Problem details: Search the data for lines holding the word "JobScheduler". State how many there are, and nothing else.

Data excerpts
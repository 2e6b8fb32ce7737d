//! Recurring (cron) triggers that enqueue jobs on a calendar schedule.

use std::collections::HashMap;
use std::sync::Arc;

use tokio::sync::{Mutex, RwLock};
use tokio_cron_scheduler::{Job as CronJob, JobScheduler};
use tracing::{debug, error, info, instrument};
use uuid::Uuid;

use crate::jobs::{Channel, JobKind, JobOptions, JobQueue};

/// Scheduler errors.
#[derive(Debug, thiserror::Error)]
pub enum SchedulerError {
    #[error("failed to create scheduler: {0}")]
    CreationFailed(String),
    #[error("failed to start scheduler: {0}")]
    StartFailed(String),
    #[error("failed to stop scheduler: {0}")]
    StopFailed(String),
    #[error("invalid cron expression {cron:?}: {reason}")]
    InvalidCron { cron: String, reason: String },
    #[error("job kind {kind} cannot be scheduled on channel {channel}")]
    ChannelMismatch { kind: &'static str, channel: Channel },
    #[error("failed to register job: {0}")]
    JobRegistrationFailed(String),
}

/// One registered recurring trigger.
#[derive(Debug, Clone, PartialEq, Eq)]
pub struct RecurringSchedule {
    pub id: Uuid,
    pub channel: Channel,
    pub kind: JobKind,
    pub cron: String,
}

type ScheduleKey = (Channel, JobKind, String);

/// Cron-driven enqueuer. Registration is idempotent per
/// `(channel, kind, cron)`.
pub struct RecurringScheduler {
    queue: Arc<JobQueue>,
    scheduler: RwLock<JobScheduler>,
    registrations: Mutex<HashMap<ScheduleKey, Uuid>>,
}

impl std::fmt::Debug for RecurringScheduler {
    fn fmt(&self, f: &mut std::fmt::Formatter<'_>) -> std::fmt::Result {
        f.debug_struct("RecurringScheduler").finish_non_exhaustive()
    }
}

impl RecurringScheduler {
    pub async fn new(queue: Arc<JobQueue>) -> Result<Self, SchedulerError> {
        let scheduler = JobScheduler::new()
            .await
            .map_err(|e| SchedulerError::CreationFailed(e.to_string()))?;

        Ok(Self {
            queue,
            scheduler: RwLock::new(scheduler),
            registrations: Mutex::new(HashMap::new()),
        })
    }

    /// Arm a recurring enqueue of `kind` on `channel`. Accepts five-field
    /// (minute precision) or six-field (with seconds) cron expressions.
    /// Re-registering an identical schedule returns the existing id.
    ///
    /// Registrations live in this process's memory only: a restart re-arms
    /// from scratch and two processes sharing a store each arm their own
    /// trigger. Run one scheduler per deployment.
    #[instrument(skip(self, kind))]
    pub async fn schedule_recurring(
        &self,
        channel: Channel,
        kind: impl Into<JobKind>,
        cron: &str,
    ) -> Result<Uuid, SchedulerError> {
        let kind = kind.into();
        if kind.channel() != channel {
            return Err(SchedulerError::ChannelMismatch {
                kind: kind.type_name(),
                channel,
            });
        }

        let expression = normalize_cron(cron)?;
        let key = (channel, kind, expression.clone());

        let mut registrations = self.registrations.lock().await;
        if let Some(id) = registrations.get(&key) {
            debug!(schedule_id = %id, cron = %expression, "recurring schedule already armed");
            return Ok(*id);
        }

        let queue = self.queue.clone();
        let job = CronJob::new_async(expression.as_str(), move |_id, _lock| {
            let queue = queue.clone();
            Box::pin(async move {
                match queue
                    .enqueue(channel, kind, &serde_json::Value::Null, JobOptions::default())
                    .await
                {
                    Ok(job_id) => {
                        info!(%channel, %job_id, kind = kind.type_name(), "recurring job enqueued");
                    }
                    Err(err) => {
                        error!(
                            %channel,
                            kind = kind.type_name(),
                            error = %err,
                            "recurring enqueue failed"
                        );
                    }
                }
            })
        })
        .map_err(|e| SchedulerError::InvalidCron {
            cron: cron.to_string(),
            reason: e.to_string(),
        })?;

        let id = job.guid();
        self.scheduler
            .read()
            .await
            .add(job)
            .await
            .map_err(|e| SchedulerError::JobRegistrationFailed(e.to_string()))?;

        registrations.insert(key, id);
        info!(schedule_id = %id, %channel, cron = %expression, "recurring schedule armed");
        Ok(id)
    }

    pub async fn schedules(&self) -> Vec<RecurringSchedule> {
        let registrations = self.registrations.lock().await;
        let mut schedules: Vec<_> = registrations
            .iter()
            .map(|((channel, kind, cron), id)| RecurringSchedule {
                id: *id,
                channel: *channel,
                kind: *kind,
                cron: cron.clone(),
            })
            .collect();
        schedules.sort_by(|a, b| a.cron.cmp(&b.cron).then(a.id.cmp(&b.id)));
        schedules
    }

    pub async fn start(&self) -> Result<(), SchedulerError> {
        self.scheduler
            .read()
            .await
            .start()
            .await
            .map_err(|e| SchedulerError::StartFailed(e.to_string()))?;
        info!("recurring scheduler started");
        Ok(())
    }

    pub async fn shutdown(&self) -> Result<(), SchedulerError> {
        self.scheduler
            .write()
            .await
            .shutdown()
            .await
            .map_err(|e| SchedulerError::StopFailed(e.to_string()))?;
        info!("recurring scheduler stopped");
        Ok(())
    }
}

/// Prepend a seconds field to five-field expressions.
pub fn normalize_cron(cron: &str) -> Result<String, SchedulerError> {
    let fields: Vec<&str> = cron.split_whitespace().collect();
    match fields.len() {
        5 => Ok(format!("0 {}", fields.join(" "))),
        6 | 7 => Ok(fields.join(" ")),
        n => Err(SchedulerError::InvalidCron {
            cron: cron.to_string(),
            reason: format!("expected 5 to 7 fields, got {n}"),
        }),
    }
}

Your solution: 3